> _Data in this exercise_
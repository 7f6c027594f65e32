use bevy::prelude::Resource;
use citegraph_resolver::ResolverHandle;

/// Present only when citation lookups are enabled.
#[derive(Resource)]
pub struct ResolverLink(pub ResolverHandle);
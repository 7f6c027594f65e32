use anyhow::Context;
use citegraph_core::build::{clamp_candidate_limit, DEFAULT_CANDIDATE_LIMIT};
use citegraph_core::interact::DEFAULT_CLICK_TOLERANCE;
use citegraph_core::{ForceParams, GraphKind, Hops, SessionConfig, ZoomParams};
use citegraph_resolver::{DEFAULT_CONCURRENCY, OPENALEX_BASE};
use directories::ProjectDirs;
use serde::{Deserialize, Serialize};
use std::fs;
use std::path::{Path, PathBuf};

/// Viewer preferences. Graph layouts are never persisted, only tuning.
#[derive(Debug, Clone, PartialEq, Serialize, Deserialize)]
#[serde(default)]
pub struct ViewerConfig {
    pub default_mode: GraphKind,
    pub default_hops: Hops,
    pub click_tolerance: f32,
    pub candidate_limit: usize,
    pub concurrency: usize,
    pub use_external: bool,
    pub openalex_base_url: String,
    pub request_timeout_secs: u64,
    pub zoom: ZoomParams,
    pub author_force: ForceParams,
    pub citation_force: ForceParams,
}

impl Default for ViewerConfig {
    fn default() -> Self {
        Self {
            default_mode: GraphKind::Author,
            default_hops: Hops::One,
            click_tolerance: DEFAULT_CLICK_TOLERANCE,
            candidate_limit: DEFAULT_CANDIDATE_LIMIT,
            concurrency: DEFAULT_CONCURRENCY,
            use_external: true,
            openalex_base_url: OPENALEX_BASE.to_string(),
            request_timeout_secs: 15,
            zoom: ZoomParams::default(),
            author_force: ForceParams::for_kind(GraphKind::Author),
            citation_force: ForceParams::for_kind(GraphKind::Citation),
        }
    }
}

impl ViewerConfig {
    pub fn session_config(&self, kind: GraphKind) -> SessionConfig {
        SessionConfig {
            force: match kind {
                GraphKind::Author => self.author_force,
                GraphKind::Citation => self.citation_force,
            },
            zoom: self.zoom,
            click_tolerance: self.click_tolerance,
        }
    }

    pub fn candidate_limit(&self) -> usize {
        clamp_candidate_limit(self.candidate_limit)
    }

    /// Swaps unusable force or zoom settings for the built-in ones.
    fn sanitized(mut self) -> Self {
        for (kind, force) in [
            (GraphKind::Author, &mut self.author_force),
            (GraphKind::Citation, &mut self.citation_force),
        ] {
            if let Err(err) = force.validate() {
                tracing::warn!(kind = kind.as_str(), %err, "ignoring configured force parameters");
                *force = ForceParams::for_kind(kind);
            }
        }
        if let Err(err) = self.zoom.validate() {
            tracing::warn!(%err, "ignoring configured zoom parameters");
            self.zoom = ZoomParams::default();
        }
        self
    }
}

fn config_file_path() -> Option<PathBuf> {
    let proj = ProjectDirs::from("", "", "citegraph")?;
    Some(proj.config_dir().join("viewer.toml"))
}

pub fn load_or_default() -> ViewerConfig {
    let Some(path) = config_file_path() else {
        return ViewerConfig::default();
    };
    load_or_default_from_path(&path)
}

fn load_or_default_from_path(path: &Path) -> ViewerConfig {
    let Ok(contents) = fs::read_to_string(path) else {
        return ViewerConfig::default();
    };
    match toml::from_str::<ViewerConfig>(&contents) {
        Ok(cfg) => cfg.sanitized(),
        Err(err) => {
            tracing::warn!(path = %path.display(), %err, "ignoring unreadable viewer config");
            ViewerConfig::default()
        }
    }
}

pub fn save(cfg: &ViewerConfig) -> anyhow::Result<PathBuf> {
    let Some(path) = config_file_path() else {
        return Err(anyhow::anyhow!("no config directory available"));
    };
    save_to_path(cfg, &path)?;
    Ok(path)
}

fn save_to_path(cfg: &ViewerConfig, path: &Path) -> anyhow::Result<()> {
    if let Some(parent) = path.parent() {
        fs::create_dir_all(parent)
            .with_context(|| format!("failed to create config directory {}", parent.display()))?;
    }
    let data = toml::to_string_pretty(cfg).context("failed to serialize viewer config")?;
    fs::write(path, data)
        .with_context(|| format!("failed to write viewer config {}", path.display()))?;
    Ok(())
}
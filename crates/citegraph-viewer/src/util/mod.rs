pub mod config;
pub mod records;
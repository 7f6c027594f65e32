use anyhow::{Context, Result};
use citegraph_core::PaperRecord;
use std::path::Path;

pub fn load_papers(path: &Path) -> Result<Vec<PaperRecord>> {
    let raw = std::fs::read_to_string(path)
        .with_context(|| format!("failed to read papers from {}", path.display()))?;
    let records = PaperRecord::parse_collection(&raw)
        .with_context(|| format!("failed to parse papers in {}", path.display()))?;
    tracing::info!(count = records.len(), path = %path.display(), "papers loaded");
    Ok(records)
}

#[cfg(test)]
mod tests {
    use super::*;
    use tempfile::tempdir;

    #[test]
    fn loads_json_array() {
        let dir = tempdir().expect("tempdir");
        let path = dir.path().join("papers.json");
        std::fs::write(&path, r#"[{"id":1,"authors":[{"name":"A"}]},{"id":2}]"#).expect("write");
        assert_eq!(load_papers(&path).expect("load").len(), 2);
    }

    #[test]
    fn reports_path_on_failure() {
        let dir = tempdir().expect("tempdir");
        let path = dir.path().join("broken.json");
        std::fs::write(&path, "[{").expect("write");
        let err = load_papers(&path).unwrap_err();
        assert!(format!("{err:#}").contains("broken.json"));
    }
}
//! License list and product-info payloads

/// Entitlement snapshot pushed after logon and on purchase
#[derive(Clone, PartialEq, ::prost::Message)]
pub struct ClientLicenseList {
    #[prost(int32, optional, tag = "1")]
    pub eresult: Option<i32>,
    #[prost(message, repeated, tag = "2")]
    pub licenses: Vec<client_license_list::License>,
}

pub mod client_license_list {
    #[derive(Clone, PartialEq, ::prost::Message)]
    pub struct License {
        #[prost(uint32, optional, tag = "1")]
        pub package_id: Option<u32>,
        #[prost(uint32, optional, tag = "7")]
        pub flags: Option<u32>,
        #[prost(uint32, optional, tag = "12")]
        pub owner_id: Option<u32>,
        #[prost(uint64, optional, tag = "17")]
        pub access_token: Option<u64>,
    }
}

/// Batched package/app metadata request
#[derive(Clone, PartialEq, ::prost::Message)]
pub struct ProductInfoRequest {
    #[prost(message, repeated, tag = "1")]
    pub apps: Vec<product_info_request::AppInfo>,
    #[prost(message, repeated, tag = "2")]
    pub packages: Vec<product_info_request::PackageInfo>,
    #[prost(bool, optional, tag = "3")]
    pub meta_data_only: Option<bool>,
}

pub mod product_info_request {
    #[derive(Clone, PartialEq, ::prost::Message)]
    pub struct AppInfo {
        #[prost(uint32, optional, tag = "1")]
        pub appid: Option<u32>,
        #[prost(uint64, optional, tag = "2")]
        pub access_token: Option<u64>,
    }

    #[derive(Clone, PartialEq, ::prost::Message)]
    pub struct PackageInfo {
        #[prost(uint32, optional, tag = "1")]
        pub packageid: Option<u32>,
        #[prost(uint64, optional, tag = "2")]
        pub access_token: Option<u64>,
    }
}

/// Batched package/app metadata response.
///
/// Package buffers carry binary key-values, app buffers carry text
/// key-values with a trailing NUL. `response_pending` means more
/// batches follow for the same request.
#[derive(Clone, PartialEq, ::prost::Message)]
pub struct ProductInfoResponse {
    #[prost(message, repeated, tag = "1")]
    pub apps: Vec<product_info_response::AppInfo>,
    #[prost(uint32, repeated, packed = "false", tag = "2")]
    pub unknown_appids: Vec<u32>,
    #[prost(message, repeated, tag = "3")]
    pub packages: Vec<product_info_response::PackageInfo>,
    #[prost(uint32, repeated, packed = "false", tag = "4")]
    pub unknown_packageids: Vec<u32>,
    #[prost(bool, optional, tag = "6")]
    pub response_pending: Option<bool>,
}

pub mod product_info_response {
    #[derive(Clone, PartialEq, ::prost::Message)]
    pub struct AppInfo {
        #[prost(uint32, optional, tag = "1")]
        pub appid: Option<u32>,
        #[prost(uint32, optional, tag = "2")]
        pub change_number: Option<u32>,
        #[prost(bytes = "vec", optional, tag = "5")]
        pub buffer: Option<Vec<u8>>,
    }

    #[derive(Clone, PartialEq, ::prost::Message)]
    pub struct PackageInfo {
        #[prost(uint32, optional, tag = "1")]
        pub packageid: Option<u32>,
        #[prost(uint32, optional, tag = "2")]
        pub change_number: Option<u32>,
        #[prost(bytes = "vec", optional, tag = "5")]
        pub buffer: Option<Vec<u8>>,
    }
}
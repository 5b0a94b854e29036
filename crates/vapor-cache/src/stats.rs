//! Per-game stats and achievement resolution
//!
//! Imports are tracked by an explicit in-flight set of game ids. A
//! response whose checksum matches the previously imported data is
//! treated as a no-op and only marks the game done. Achievement
//! unlocks arrive packed in 32-bit blocks and are unpacked against the
//! schema blob shipped in the same response.

use std::collections::{HashMap, HashSet};

use parking_lot::RwLock;
use tokio::sync::watch;
use tracing::{debug, warn};
use vapor_wire::proto::stats::ClientGetUserStatsResponse;
use vapor_wire::vdf::{self, KeyValues};

use crate::readiness::Readiness;

/// One unlocked achievement
#[derive(Debug, Clone, PartialEq, Eq)]
pub struct Achievement {
    /// Index derived from the 32-bit unlock blocks
    pub id: u32,
    /// Unix timestamp of the unlock
    pub unlock_time: u32,
    /// Display name from the schema blob
    pub name: String,
}

/// Stats and unlocked achievements for one game
#[derive(Debug, Clone, Default, PartialEq, Eq)]
pub struct GameStats {
    /// Stat values keyed by stat id
    pub stats: HashMap<u32, u32>,
    pub achievements: Vec<Achievement>,
}

#[derive(Debug, Default)]
struct Inner {
    entries: HashMap<u32, GameStats>,
    checksums: HashMap<u32, u32>,
    in_flight: HashSet<u32>,
}

/// Stats keyed by app id, ready once no import is outstanding
#[derive(Debug, Default)]
pub struct StatsCache {
    inner: RwLock<Inner>,
    readiness: Readiness,
}

impl StatsCache {
    #[must_use]
    pub fn new() -> Self {
        Self::default()
    }

    /// Marks the given games as awaiting a stats response.
    pub fn start_import(&self, app_ids: &[u32]) {
        let mut inner = self.inner.write();
        for app_id in app_ids {
            inner.in_flight.insert(*app_id);
            inner.entries.entry(*app_id).or_default();
        }
        let ready = inner.in_flight.is_empty();
        drop(inner);
        self.readiness.publish(ready);
    }

    /// Records one stats response and clears its in-flight entry.
    pub fn import_stats(&self, response: &ClientGetUserStatsResponse) {
        let game_id = response.game_id.unwrap_or_default();
        // The low half of a game id is the app id.
        let app_id = (game_id & 0xFFFF_FFFF) as u32;
        let mut inner = self.inner.write();

        let crc = response.crc_stats.unwrap_or_default();
        if crc != 0 && inner.checksums.get(&app_id) == Some(&crc) {
            debug!("stats for {app_id} unchanged, keeping cached data");
            inner.in_flight.remove(&app_id);
            let ready = inner.in_flight.is_empty();
            drop(inner);
            self.readiness.publish(ready);
            return;
        }

        let schema = response.schema.as_deref().and_then(|buffer| {
            match vdf::parse_binary(buffer) {
                Ok(schema) => Some(schema),
                Err(err) => {
                    warn!("dropping malformed stats schema for {app_id}: {err}");
                    None
                }
            }
        });

        let mut entry = GameStats::default();
        for stat in &response.stats {
            entry
                .stats
                .insert(stat.stat_id.unwrap_or_default(), stat.stat_value.unwrap_or_default());
        }
        for block in &response.achievement_blocks {
            let block_id = block.achievement_id.unwrap_or_default();
            if block_id == 0 {
                continue;
            }
            for (bit, unlock_time) in block.unlock_time.iter().enumerate() {
                if *unlock_time == 0 {
                    continue;
                }
                let Some(name) = schema
                    .as_ref()
                    .and_then(|schema| achievement_name(schema, app_id, block_id, bit))
                else {
                    warn!("no schema entry for achievement bit {bit} in block {block_id} of {app_id}");
                    continue;
                };
                entry.achievements.push(Achievement {
                    id: 32 * (block_id - 1) + bit as u32,
                    unlock_time: *unlock_time,
                    name,
                });
            }
        }

        inner.entries.insert(app_id, entry);
        inner.checksums.insert(app_id, crc);
        inner.in_flight.remove(&app_id);
        let ready = inner.in_flight.is_empty();
        drop(inner);
        self.readiness.publish(ready);
    }

    #[must_use]
    pub fn stats(&self, app_id: u32) -> Option<GameStats> {
        self.inner.read().entries.get(&app_id).cloned()
    }

    /// All imported entries, in stable app-id order.
    #[must_use]
    pub fn all(&self) -> Vec<(u32, GameStats)> {
        let inner = self.inner.read();
        let mut out: Vec<(u32, GameStats)> = inner
            .entries
            .iter()
            .map(|(app_id, stats)| (*app_id, stats.clone()))
            .collect();
        out.sort_by_key(|(app_id, _)| *app_id);
        out
    }

    #[must_use]
    pub fn import_in_progress(&self) -> bool {
        !self.inner.read().in_flight.is_empty()
    }

    #[must_use]
    pub fn is_ready(&self) -> bool {
        self.readiness.is_ready()
    }

    #[must_use]
    pub fn subscribe_ready(&self) -> watch::Receiver<bool> {
        self.readiness.subscribe()
    }

    /// Blocks until every started import has a recorded response.
    pub async fn wait_ready(&self) {
        self.readiness.wait().await;
    }
}

/// Schema path: `<app>/stats/<block>/bits/<bit>/display/name`, where
/// the name leaf is either a plain string or a localization table.
fn achievement_name(
    schema: &KeyValues,
    app_id: u32,
    block_id: u32,
    bit: usize,
) -> Option<String> {
    let app_key = app_id.to_string();
    let block_key = block_id.to_string();
    let bit_key = bit.to_string();
    let name = schema.get_path(&[&app_key, "stats", &block_key, "bits", &bit_key, "display", "name"])?;
    match name {
        KeyValues::String(name) => Some(name.clone()),
        localized => localized
            .get("english")
            .and_then(KeyValues::as_str)
            .map(str::to_string),
    }
}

> _Task to complete_
For the word "apps", say how many lines of the records above contain it. Reply with the number alone.

> _Solved problem_
2